For effect, you can make the Hrools simply unable to touch the warded character - hits just bounce off, they can't get a hold of him, etc. Magic and melee are obvious, but remember that from the medieval viewpoint, there is no such thing as inertia: the reason why projectiles move and hit you is because they are still subject to the force that put them in motion initially. Thus an arrow shot at the ward still carries the strength of the Hrool with it and thus would be warded off by something that wards Hrools off. They could still drop (not throw) things on him, stand in his way, trip him...

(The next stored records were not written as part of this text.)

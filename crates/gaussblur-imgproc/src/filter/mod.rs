//! Filter operations
//!
//! This module provides the building blocks of the separable gaussian filter.

/// Boundary handling
pub mod border;

/// Filter kernels
pub mod kernels;

/// Separable filter passes
mod separable_filter;
pub use separable_filter::*;

/// An error type for the filter module.
#[derive(thiserror::Error, Debug, PartialEq)]
pub enum FilterError {
    /// The sigma of the gaussian kernel is not a positive finite number.
    #[error("Sigma must be a positive finite number, got {0}")]
    InvalidSigma(f32),

    /// The kernel must have an odd, non-zero number of taps.
    #[error("Kernel size must be odd and non-zero, got {0}")]
    InvalidKernelSize(usize),
}
//! Run a blur in the background and hand the result back once it is done.
//!
//! The caller submits an image and a [`BlurConfig`] and gets either a [`BlurHandle`] to wait
//! on, or registers a completion callback that fires exactly once.

use std::sync::mpsc;
use std::thread::JoinHandle;

use gaussblur_image::Rgba8Image;

use crate::blur::{gaussian_blur_rgba, BlurConfig, BlurOutput};
use crate::error::BlurError;

fn check_request(src: &Rgba8Image, config: &BlurConfig) -> Result<(), BlurError> {
    config.validate()?;
    if src.size().is_empty() {
        return Err(BlurError::EmptyImage(src.size()));
    }
    Ok(())
}

/// A blur running on a background thread.
///
/// # Examples
///
/// ```
/// use gaussblur_image::Rgba8Image;
/// use gaussblur_imgproc::{task, BlurConfig};
///
/// let img = Rgba8Image::from_size_val([16, 16].into(), 10).unwrap();
/// let handle = task::spawn_blur(img, BlurConfig::new(2.0, 2)).unwrap();
///
/// let output = handle.wait().unwrap();
/// assert_eq!(output.image.size().width, 16);
/// ```
pub struct BlurHandle {
    receiver: mpsc::Receiver<Result<BlurOutput, BlurError>>,
    handle: Option<JoinHandle<()>>,
}

impl BlurHandle {
    /// Block until the blur finishes and return its result.
    ///
    /// # Errors
    ///
    /// Returns the blur error, or [`BlurError::TaskDisconnected`] if the background thread
    /// died before delivering a result.
    pub fn wait(mut self) -> Result<BlurOutput, BlurError> {
        let result = self
            .receiver
            .recv()
            .map_err(|_| BlurError::TaskDisconnected)?;

        if let Some(handle) = self.handle.take() {
            handle.join().map_err(|_| BlurError::TaskDisconnected)?;
        }

        result
    }

    /// Return the result if the blur already finished, without blocking.
    ///
    /// The result is handed out once; later calls report [`BlurError::TaskDisconnected`].
    pub fn try_result(&self) -> Option<Result<BlurOutput, BlurError>> {
        match self.receiver.try_recv() {
            Ok(result) => Some(result),
            Err(mpsc::TryRecvError::Empty) => None,
            Err(mpsc::TryRecvError::Disconnected) => Some(Err(BlurError::TaskDisconnected)),
        }
    }
}

/// Submit a blur to a background thread.
///
/// The parameters and the image size are checked before the thread is spawned, so invalid
/// requests fail synchronously.
///
/// # Arguments
///
/// * `src` - The image to blur, moved into the background thread.
/// * `config` - The sigma and the number of workers.
///
/// # Returns
///
/// A handle to wait on or poll for the result.
pub fn spawn_blur(src: Rgba8Image, config: BlurConfig) -> Result<BlurHandle, BlurError> {
    check_request(&src, &config)?;

    let (tx, rx) = mpsc::channel();

    let handle = std::thread::spawn(move || {
        let result = gaussian_blur_rgba(&src, &config);
        if tx.send(result).is_err() {
            log::warn!("blur finished but nobody is waiting for the result");
        }
    });

    Ok(BlurHandle {
        receiver: rx,
        handle: Some(handle),
    })
}

/// Submit a blur to a background thread and call `on_finished` with the result.
///
/// The callback runs once, on the background thread, after both passes complete.
///
/// # Arguments
///
/// * `src` - The image to blur, moved into the background thread.
/// * `config` - The sigma and the number of workers.
/// * `on_finished` - Completion callback receiving the blurred image or the error.
///
/// # Returns
///
/// The join handle of the background thread.
pub fn spawn_blur_with<F>(
    src: Rgba8Image,
    config: BlurConfig,
    on_finished: F,
) -> Result<JoinHandle<()>, BlurError>
where
    F: FnOnce(Result<BlurOutput, BlurError>) + Send + 'static,
{
    check_request(&src, &config)?;

    Ok(std::thread::spawn(move || {
        on_finished(gaussian_blur_rgba(&src, &config));
    }))
}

Your player wants an effect that prevents them to come close: that's a different effect, something that compels them to move away, affecting them directly (penetration) and individually (you may want a Group or even Room spell, or an unlimited-uses constant effect item). They could then still throw things at him.
I am of the opinion that wards against supernatural beings should not need to penetrate, as that is built into the spell (with a level 0 guideline, so be it), and although it is a Rego effect, it is up to the creature to penetrate the Ward, not the other way round.
Wards against mundane animals and people have a higher-level base guideline because there is no Might for the wards to exert leverage against, so they need to work differently. Magi are in the unusual case of merely being affiliated with Magic (thus, no Might) and yet have Magic Resistance to help them ignore the effects of the ward.
Such a reading could be interpreted as meaning that you can create a ward against supernatural creatures with the same guidelines as a ward against mundane creatures, and have it ward off anything (within the right Form) it can penetrate the resistance of, but I don't like that interpretation (see above, the creature penetrates the ward), so I'll just claim that their essential nature is sufficiently different that magic just doesn't work that way. Yes, it does mean that "weak" supernatural beings are easier to ward off than mundane creatures. I actually like that.
I also don't quite like the idea that having an arcane connection to a creature would make it easier to ward that creature off. A ward is the antithesis of an arcane connection. How can something that lets you connect more easily to something enable you to erect a ward that essentially cuts you off that thing? It should be the other way round! If you have an arcane connection to a creature, or heck, if that creature has an arcane connection to you, it should be easier for it to cross your ward, for it is, in essence, already partly there.
At least, that's my reasoning to justify keeping things as they were in the previous editions, at least for those spells. I don't play often enough to actually make judgements as to whether they are well-balanced that way or not.
If you do want to nerf personal wards, require penetration (which halves their effectiveness) or decree that Circle/Touch/Diameter is the base guideline for wards, uniformity of the rules be damned or just forbid them completely. But then again, I have created a character who's dead afraid of ice faeries and warded her talisman against them to be sure they don't steal it. She wouldn't be happy...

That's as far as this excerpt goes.